[Saved entries]

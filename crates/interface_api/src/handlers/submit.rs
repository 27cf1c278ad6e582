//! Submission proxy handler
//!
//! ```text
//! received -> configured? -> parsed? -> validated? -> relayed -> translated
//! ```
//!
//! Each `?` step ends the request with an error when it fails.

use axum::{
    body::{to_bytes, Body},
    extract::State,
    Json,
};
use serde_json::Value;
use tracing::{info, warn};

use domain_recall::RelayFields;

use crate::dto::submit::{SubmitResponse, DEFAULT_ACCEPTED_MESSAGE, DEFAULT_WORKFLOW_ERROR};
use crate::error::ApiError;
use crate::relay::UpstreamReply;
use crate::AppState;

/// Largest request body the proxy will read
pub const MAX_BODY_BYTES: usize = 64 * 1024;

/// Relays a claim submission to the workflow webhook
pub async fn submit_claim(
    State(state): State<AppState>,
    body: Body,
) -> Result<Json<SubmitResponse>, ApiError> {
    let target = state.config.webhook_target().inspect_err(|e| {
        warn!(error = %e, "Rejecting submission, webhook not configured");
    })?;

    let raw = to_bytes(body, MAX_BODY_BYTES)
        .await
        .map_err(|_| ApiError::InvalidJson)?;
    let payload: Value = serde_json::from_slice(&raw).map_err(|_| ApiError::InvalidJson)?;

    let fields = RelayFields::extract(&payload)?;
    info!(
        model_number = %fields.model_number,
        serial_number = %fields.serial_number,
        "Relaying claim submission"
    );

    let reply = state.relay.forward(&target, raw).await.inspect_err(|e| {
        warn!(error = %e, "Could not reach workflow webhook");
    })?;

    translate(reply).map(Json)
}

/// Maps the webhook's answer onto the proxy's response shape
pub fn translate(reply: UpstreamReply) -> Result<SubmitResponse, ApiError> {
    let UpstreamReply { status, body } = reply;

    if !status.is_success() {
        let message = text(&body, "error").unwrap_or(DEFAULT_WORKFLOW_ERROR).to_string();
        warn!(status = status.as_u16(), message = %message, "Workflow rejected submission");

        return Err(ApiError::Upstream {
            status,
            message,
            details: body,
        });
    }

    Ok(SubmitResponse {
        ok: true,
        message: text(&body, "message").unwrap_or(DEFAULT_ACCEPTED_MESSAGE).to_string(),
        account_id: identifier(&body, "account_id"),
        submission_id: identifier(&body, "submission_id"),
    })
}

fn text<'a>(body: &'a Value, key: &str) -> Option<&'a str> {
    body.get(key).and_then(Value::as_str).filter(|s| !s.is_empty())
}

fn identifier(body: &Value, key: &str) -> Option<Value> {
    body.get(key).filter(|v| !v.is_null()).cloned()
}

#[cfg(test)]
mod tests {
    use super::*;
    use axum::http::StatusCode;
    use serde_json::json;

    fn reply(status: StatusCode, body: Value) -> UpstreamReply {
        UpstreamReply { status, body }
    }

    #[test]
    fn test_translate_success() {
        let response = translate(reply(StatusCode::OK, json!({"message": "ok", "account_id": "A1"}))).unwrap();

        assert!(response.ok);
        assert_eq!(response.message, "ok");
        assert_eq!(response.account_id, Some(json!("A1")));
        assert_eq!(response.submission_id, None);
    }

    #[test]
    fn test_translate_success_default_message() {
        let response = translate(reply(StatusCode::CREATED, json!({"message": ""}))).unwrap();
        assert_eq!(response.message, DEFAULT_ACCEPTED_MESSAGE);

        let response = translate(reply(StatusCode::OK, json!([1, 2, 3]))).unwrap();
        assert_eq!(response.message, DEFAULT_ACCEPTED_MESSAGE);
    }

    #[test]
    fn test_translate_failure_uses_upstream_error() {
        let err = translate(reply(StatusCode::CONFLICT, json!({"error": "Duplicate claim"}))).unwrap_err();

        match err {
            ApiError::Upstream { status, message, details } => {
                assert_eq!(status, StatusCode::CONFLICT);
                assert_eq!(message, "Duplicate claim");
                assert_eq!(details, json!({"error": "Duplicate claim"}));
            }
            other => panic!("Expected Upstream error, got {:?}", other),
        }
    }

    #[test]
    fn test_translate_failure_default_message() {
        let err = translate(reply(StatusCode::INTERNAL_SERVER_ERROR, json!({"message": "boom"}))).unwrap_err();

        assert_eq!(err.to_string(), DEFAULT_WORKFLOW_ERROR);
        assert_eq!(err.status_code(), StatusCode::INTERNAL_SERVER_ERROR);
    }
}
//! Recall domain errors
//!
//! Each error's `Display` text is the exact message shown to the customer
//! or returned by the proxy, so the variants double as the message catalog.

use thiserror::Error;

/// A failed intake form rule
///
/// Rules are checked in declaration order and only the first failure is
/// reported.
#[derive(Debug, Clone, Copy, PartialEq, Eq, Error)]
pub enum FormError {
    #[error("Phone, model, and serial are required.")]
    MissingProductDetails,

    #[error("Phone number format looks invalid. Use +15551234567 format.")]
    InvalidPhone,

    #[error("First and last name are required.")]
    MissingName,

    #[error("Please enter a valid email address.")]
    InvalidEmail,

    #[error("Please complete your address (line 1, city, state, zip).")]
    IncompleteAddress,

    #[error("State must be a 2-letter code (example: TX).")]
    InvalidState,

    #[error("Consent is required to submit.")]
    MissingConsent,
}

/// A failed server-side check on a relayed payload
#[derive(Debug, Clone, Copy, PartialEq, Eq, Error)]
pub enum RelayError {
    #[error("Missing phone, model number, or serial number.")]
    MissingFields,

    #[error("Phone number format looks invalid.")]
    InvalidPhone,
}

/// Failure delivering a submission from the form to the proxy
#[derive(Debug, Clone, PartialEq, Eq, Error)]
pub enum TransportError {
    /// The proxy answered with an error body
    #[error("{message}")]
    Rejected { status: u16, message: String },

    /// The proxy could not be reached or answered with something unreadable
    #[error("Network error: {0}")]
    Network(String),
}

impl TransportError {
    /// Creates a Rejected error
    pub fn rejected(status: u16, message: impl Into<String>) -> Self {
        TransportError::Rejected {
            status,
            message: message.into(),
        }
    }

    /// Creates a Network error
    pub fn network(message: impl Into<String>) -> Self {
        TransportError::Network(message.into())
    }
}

## Exercise instructions
Show me every line in the data above that includes "CONFLICT".

## Answer to this problem
        let err = translate(reply(StatusCode::CONFLICT, json!({"error": "Duplicate claim"}))).unwrap_err();
                assert_eq!(status, StatusCode::CONFLICT);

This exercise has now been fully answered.